Supreme Court Recognizes Principles of ‘Oligopsony’ under Competition Law and Exonerates 44 Liquefied Petroleum Gas Cylinder Manufacturers
CCI and the Competition Appellate Tribunal (‘COMPAT’) found collusive behavior among the 45 LPG Cylinder manufacturers (‘LPG manufacturers’) holding them in violation of Section 3(1) read with Section 3(3)(a) and Section 3(3)(d) of the Act. CCI imposed a penalty of Rs 165.58 crores on the LPG manufacturers. However, in appeal, the COMPAT directed reduction of penalty.

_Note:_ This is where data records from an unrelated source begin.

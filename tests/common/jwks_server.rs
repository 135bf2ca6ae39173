//! A one-shot HTTP server that serves a JWK set, enough for the JWT
//! hook's fetches in tests.
use tokio::io::{AsyncReadExt, AsyncWriteExt};
use tokio::net::TcpListener;
use tokio::task::JoinHandle;

/// Serves `body` as `application/json` to every request on an
/// ephemeral localhost port. Returns the URL and the server task.
pub async fn serve_jwk_set(body: &'static str) -> (String, JoinHandle<()>) {
    let listener = TcpListener::bind("127.0.0.1:0").await.expect("the listener should bind");
    let addr = listener.local_addr().unwrap();

    let task = tokio::spawn(async move {
        loop {
            let Ok((mut stream, _)) = listener.accept().await else {
                break;
            };

            // drain the request before answering
            let mut request = [0u8; 1024];
            let _ = stream.read(&mut request).await;

            let response = format!(
                "HTTP/1.1 200 OK\r\ncontent-type: application/json\r\ncontent-length: {}\r\nconnection: close\r\n\r\n{}",
                body.len(),
                body
            );

            let _ = stream.write_all(response.as_bytes()).await;
            let _ = stream.shutdown().await;
        }
    });

    (format!("http://{addr}/jwks.json"), task)
}
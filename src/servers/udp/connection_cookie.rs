//! Minting and checking connection cookies (BEP 15 connection ids).
//!
//! A client first sends a `connect` request carrying the fixed protocol
//! id and gets back an 8-byte connection id, which it must echo on
//! every announce and scrape. The tracker stores nothing: the cookie is
//! self-authenticating. Its first 4 bytes are the issue time in unix
//! seconds and its last 4 bytes a truncated keyed MAC over the issue
//! time and the client address, so only the tracker can mint a cookie
//! that later checks out for a given source IP and time window.
//!
//! Because an attacker cannot forge a cookie for a spoofed source
//! address, the tracker never sends an announce response (the only
//! amplifying payload) anywhere but to a verified address.
use std::net::IpAddr;
use std::time::Duration;

use hmac::{Hmac, Mac};
use sha2::Sha256;

use super::error::{Error, MIN_PRIVATE_KEY_LEN};
use crate::primitives::DurationSinceUnixEpoch;

/// The fixed connection id a client must send with a `connect` request
/// (the BEP 15 protocol id).
pub const INITIAL_CONNECTION_ID: [u8; 8] = 0x0000_0417_2710_1980_i64.to_be_bytes();

/// An 8-byte connection cookie.
pub type Cookie = [u8; 8];

/// The keying material for cookie MACs.
#[derive(Clone)]
pub struct Secret(Vec<u8>);

impl Secret {
    /// # Errors
    ///
    /// Fails when the key material is shorter than
    /// [`MIN_PRIVATE_KEY_LEN`] bytes.
    pub fn new(private_key: &str) -> Result<Self, Error> {
        if private_key.len() < MIN_PRIVATE_KEY_LEN {
            return Err(Error::PrivateKeyTooShort {
                len: private_key.len(),
            });
        }

        Ok(Self(private_key.as_bytes().to_vec()))
    }
}

impl std::fmt::Debug for Secret {
    fn fmt(&self, f: &mut std::fmt::Formatter<'_>) -> std::fmt::Result {
        // never log key material
        write!(f, "Secret(..)")
    }
}

/// Mints a cookie for a client address at the given issue time.
#[must_use]
pub fn make(ip: &IpAddr, issued_at: DurationSinceUnixEpoch, secret: &Secret) -> Cookie {
    let timestamp = truncate_timestamp(issued_at);

    let tag = tag(ip, timestamp, secret);

    let mut cookie = [0u8; 8];
    cookie[..4].copy_from_slice(&timestamp.to_be_bytes());
    cookie[4..].copy_from_slice(&tag[..4]);
    cookie
}

/// Checks a cookie against a client address: the embedded issue time
/// must lie within `max_clock_skew` of `now` and the MAC must match.
/// The MAC comparison is constant-time.
///
/// # Errors
///
/// Returns [`Error::BadConnectionId`] when the cookie is expired, from
/// the future, or forged.
pub fn check(
    cookie: &Cookie,
    ip: &IpAddr,
    now: DurationSinceUnixEpoch,
    max_clock_skew: Duration,
    secret: &Secret,
) -> Result<(), Error> {
    let timestamp = u32::from_be_bytes(cookie[..4].try_into().expect("the slice is exactly 4 bytes"));

    let skew = u64::from(truncate_timestamp(now)).abs_diff(u64::from(timestamp));
    if skew > max_clock_skew.as_secs() {
        return Err(Error::BadConnectionId);
    }

    mac(ip, timestamp, secret)
        .verify_truncated_left(&cookie[4..])
        .map_err(|_| Error::BadConnectionId)
}

fn truncate_timestamp(time: DurationSinceUnixEpoch) -> u32 {
    #[allow(clippy::cast_possible_truncation)]
    let timestamp = time.as_secs() as u32;
    timestamp
}

fn mac(ip: &IpAddr, timestamp: u32, secret: &Secret) -> Hmac<Sha256> {
    let mut mac = Hmac::<Sha256>::new_from_slice(&secret.0).expect("hmac accepts keys of any length");

    mac.update(&timestamp.to_be_bytes());
    match ip {
        IpAddr::V4(ip) => mac.update(&ip.octets()),
        IpAddr::V6(ip) => mac.update(&ip.octets()),
    }

    mac
}

fn tag(ip: &IpAddr, timestamp: u32, secret: &Secret) -> [u8; 32] {
    mac(ip, timestamp, secret).finalize().into_bytes().into()
}
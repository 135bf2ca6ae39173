//! Working and stopped clocks.
//!
//! Peer expiry and connection-cookie issue times are derived from the
//! [`crate::CurrentClock`] alias rather than from [`std::time::SystemTime`]
//! directly, so that tests can stop the clock and move it by hand.
use std::cell::RefCell;
use std::time::{Duration, SystemTime};

use crate::primitives::DurationSinceUnixEpoch;

/// A source of "now", expressed as a duration since the Unix epoch.
pub trait Time {
    fn now() -> DurationSinceUnixEpoch;
}

/// The system clock.
#[derive(Debug)]
pub struct Working;

impl Time for Working {
    fn now() -> DurationSinceUnixEpoch {
        SystemTime::now()
            .duration_since(SystemTime::UNIX_EPOCH)
            .expect("the system clock should be set after the unix epoch")
    }
}

/// A clock that only moves when told to.
///
/// The stopped time is thread-local: every test thread starts at the
/// Unix epoch and owns its own timeline.
#[derive(Debug)]
pub struct Stopped;

thread_local! {
    static STOPPED_TIME: RefCell<DurationSinceUnixEpoch> = const { RefCell::new(Duration::ZERO) };
}

impl Time for Stopped {
    fn now() -> DurationSinceUnixEpoch {
        STOPPED_TIME.with(|t| *t.borrow())
    }
}

impl Stopped {
    /// Sets the stopped time for the calling thread.
    pub fn local_set(unix_time: &DurationSinceUnixEpoch) {
        STOPPED_TIME.with(|t| *t.borrow_mut() = *unix_time);
    }

    /// Moves the stopped time forward for the calling thread.
    pub fn local_add(period: &Duration) {
        STOPPED_TIME.with(|t| {
            let new_time = *t.borrow() + *period;
            *t.borrow_mut() = new_time;
        });
    }
}

#[cfg(test)]
mod tests {
    use std::time::Duration;

    use super::{Stopped, Time, Working};

    #[test]
    fn it_should_start_the_stopped_clock_at_the_unix_epoch() {
        Stopped::local_set(&Duration::ZERO);

        assert_eq!(Stopped::now(), Duration::ZERO);
    }

    #[test]
    fn it_should_set_and_advance_the_stopped_clock() {
        Stopped::local_set(&Duration::from_secs(100));
        Stopped::local_add(&Duration::from_secs(20));

        assert_eq!(Stopped::now(), Duration::from_secs(120));
    }

    #[test]
    fn the_working_clock_should_be_past_the_unix_epoch() {
        assert!(Working::now() > Duration::ZERO);
    }
}
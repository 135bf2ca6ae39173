//! The error taxonomy of the tracker logic and its hooks.
use thiserror::Error;

/// An error produced while handling an announce or scrape.
///
/// The two variants matter to the frontend in different ways: a
/// [`Error::Client`] message is written verbatim into the BEP 15 error
/// frame, while anything internal is answered with a generic message
/// and logged with full detail.
#[derive(Error, Debug, Clone, PartialEq, Eq)]
pub enum Error {
    /// A client-facing rejection, e.g. `unapproved client`.
    #[error("{message}")]
    Client { message: String },

    /// An unexpected failure inside the tracker. Never shown to peers.
    #[error("internal server error: {message}")]
    Internal { message: String },
}

impl Error {
    #[must_use]
    pub fn client(message: &str) -> Self {
        Self::Client {
            message: message.to_owned(),
        }
    }

    #[must_use]
    pub fn internal(message: &str) -> Self {
        Self::Internal {
            message: message.to_owned(),
        }
    }

    /// True when the error message may be surfaced to the peer.
    #[must_use]
    pub fn is_client_facing(&self) -> bool {
        matches!(self, Self::Client { .. })
    }
}
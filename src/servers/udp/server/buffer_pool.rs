//! A bounded free-list of receive buffers.
//!
//! Every read takes a buffer from the pool and every handler gives it
//! back on exit, so steady-state traffic allocates nothing per packet.
//! When the pool runs dry a fresh buffer is allocated instead of
//! blocking; a buffer lost to a leaked handler is tolerable.
use bytes::BytesMut;
use crossbeam::queue::ArrayQueue;

use crate::servers::udp::MAX_PACKET_SIZE;

/// How many buffers the free-list holds.
pub const POOL_BUFFERS: usize = 1024;

pub struct BufferPool {
    buffers: ArrayQueue<BytesMut>,
}

impl BufferPool {
    #[must_use]
    pub fn new() -> Self {
        let buffers = ArrayQueue::new(POOL_BUFFERS);

        for _ in 0..POOL_BUFFERS {
            let _ = buffers.push(BytesMut::with_capacity(MAX_PACKET_SIZE));
        }

        Self { buffers }
    }

    /// Takes a buffer, allocating a fresh one when the pool is empty.
    #[must_use]
    pub fn take(&self) -> BytesMut {
        self.buffers
            .pop()
            .unwrap_or_else(|| BytesMut::with_capacity(MAX_PACKET_SIZE))
    }

    /// Returns a buffer to the pool, cleared for reuse. Excess buffers
    /// beyond the pool bound are dropped.
    pub fn give_back(&self, mut buffer: BytesMut) {
        buffer.clear();
        let _ = self.buffers.push(buffer);
    }

    #[must_use]
    pub fn available(&self) -> usize {
        self.buffers.len()
    }
}

impl Default for BufferPool {
    fn default() -> Self {
        Self::new()
    }
}

#[cfg(test)]
mod tests {
    use super::{BufferPool, POOL_BUFFERS};
    use crate::servers::udp::MAX_PACKET_SIZE;

    #[test]
    fn it_should_start_full() {
        assert_eq!(BufferPool::new().available(), POOL_BUFFERS);
    }

    #[test]
    fn a_taken_buffer_should_have_the_packet_capacity() {
        let pool = BufferPool::new();

        assert!(pool.take().capacity() >= MAX_PACKET_SIZE);
    }

    #[test]
    fn a_returned_buffer_should_come_back_empty() {
        let pool = BufferPool::new();

        let mut buffer = pool.take();
        buffer.extend_from_slice(b"leftover bytes");
        pool.give_back(buffer);

        while pool.available() > 0 {
            assert!(pool.take().is_empty());
        }
    }

    #[test]
    fn an_exhausted_pool_should_allocate_instead_of_blocking() {
        let pool = BufferPool::new();

        let taken: Vec<_> = (0..POOL_BUFFERS).map(|_| pool.take()).collect();
        assert_eq!(pool.available(), 0);

        let extra = pool.take();
        assert!(extra.capacity() >= MAX_PACKET_SIZE);

        drop(taken);
    }
}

In appeal, the Supreme Court rejected the two arguments raised by the LPG manufacturers i.e., (i) there is no possibility of competition in this market, therefore the CCI has no jurisdiction to deal with the case; and (ii) the LPG manufacturers have not engaged in ‘collusive bidding’. While rejecting the above two arguments, the Supreme Court observed that the real question in the present case is whether there was a possibility of a collusive agreement having regard to market conditions in the industry, even assuming that the meeting between competitors did take place.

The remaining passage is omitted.